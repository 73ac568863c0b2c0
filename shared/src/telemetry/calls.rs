//! Outcome logging shared by the service logging decorators

use std::time::Instant;

use crate::error::{AppResult, ErrorCategory};

/// Log one service call with its duration
///
/// Expected business errors (validation, not found, conflicts) log at `warn`,
/// infrastructure failures at `error`.
pub fn log_call<T>(method: &'static str, started: Instant, result: &AppResult<T>) {
    let elapsed_ms = started.elapsed().as_secs_f64() * 1000.0;
    match result {
        Ok(_) => tracing::info!(method, elapsed_ms, "call completed"),
        Err(e) if e.code.category() == ErrorCategory::System => tracing::error!(
            method,
            elapsed_ms,
            code = e.code.code(),
            error = %e,
            "call failed"
        ),
        Err(e) => tracing::warn!(
            method,
            elapsed_ms,
            code = e.code.code(),
            error = %e,
            "call rejected"
        ),
    }
}
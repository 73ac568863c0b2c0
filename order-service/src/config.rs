//! Order service configuration

use shared::config::{BrokerConfig, RegistryConfig, env_string};
use shared::error::AppResult;

#[derive(Debug, Clone)]
pub struct Config {
    /// RPC listen and advertised address (env: GRPC_ADDR)
    pub rpc_addr: String,
    pub registry: RegistryConfig,
    pub broker: BrokerConfig,
}

impl Config {
    pub fn from_env() -> AppResult<Self> {
        Ok(Self {
            rpc_addr: env_string("GRPC_ADDR", "localhost:8001"),
            registry: RegistryConfig::from_env()?,
            broker: BrokerConfig::from_env()?,
        })
    }
}
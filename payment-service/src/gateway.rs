//! Outbound calls to the order service

use async_trait::async_trait;
use std::sync::Arc;

use shared::discovery::Registry;
use shared::error::AppResult;
use shared::models::{OrderStatus, UpdateOrderRequest};
use shared::rpc::{self, ORDER_SERVICE, methods};

#[async_trait]
pub trait OrderGateway: Send + Sync {
    /// Attach the checkout link and move the order to `waiting_payment`
    async fn update_order_after_payment_link(&self, order_id: &str, link: &str) -> AppResult<()>;
}

pub struct RpcOrderGateway {
    registry: Arc<dyn Registry>,
}

impl RpcOrderGateway {
    pub fn new(registry: Arc<dyn Registry>) -> Self {
        Self { registry }
    }
}

#[async_trait]
impl OrderGateway for RpcOrderGateway {
    async fn update_order_after_payment_link(&self, order_id: &str, link: &str) -> AppResult<()> {
        let channel = rpc::connect(ORDER_SERVICE, self.registry.as_ref()).await?;
        channel
            .call_empty(
                methods::UPDATE_ORDER,
                &UpdateOrderRequest {
                    order_id: order_id.to_string(),
                    status: OrderStatus::WaitingPayment,
                    payment_link: link.to_string(),
                },
            )
            .await
    }
}
//! Stock service: catalog, availability checks and inventory deduction

pub mod config;
pub mod consumer;
pub mod gateway;
pub mod handler;
pub mod http;
pub mod middleware;
pub mod processor;
pub mod service;
pub mod store;

use std::sync::Arc;

use gateway::OrderGateway;
use middleware::{LoggingMiddleware, TelemetryMiddleware};
use processor::StockProcessor;
use service::{StockService, StockServiceImpl};
use store::StockStore;

/// Compose the service behind its decorators
pub fn build_service(
    store: Arc<dyn StockStore>,
    processor: Arc<dyn StockProcessor>,
    orders: Arc<dyn OrderGateway>,
) -> Arc<dyn StockService> {
    let service = StockServiceImpl::new(store, processor, orders);
    Arc::new(LoggingMiddleware::new(TelemetryMiddleware::new(service)))
}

____

■ Goal of the exercise
Your task is to show every line of the listing above containing "AppResult".

■ Written reply
use crate::error::{AppResult, ErrorCategory};
pub fn log_call<T>(method: &'static str, started: Instant, result: &AppResult<T>) {
use shared::error::AppResult;
    pub fn from_env() -> AppResult<Self> {
use shared::error::AppResult;
    async fn update_order_after_payment_link(&self, order_id: &str, link: &str) -> AppResult<()>;
    async fn update_order_after_payment_link(&self, order_id: &str, link: &str) -> AppResult<()> {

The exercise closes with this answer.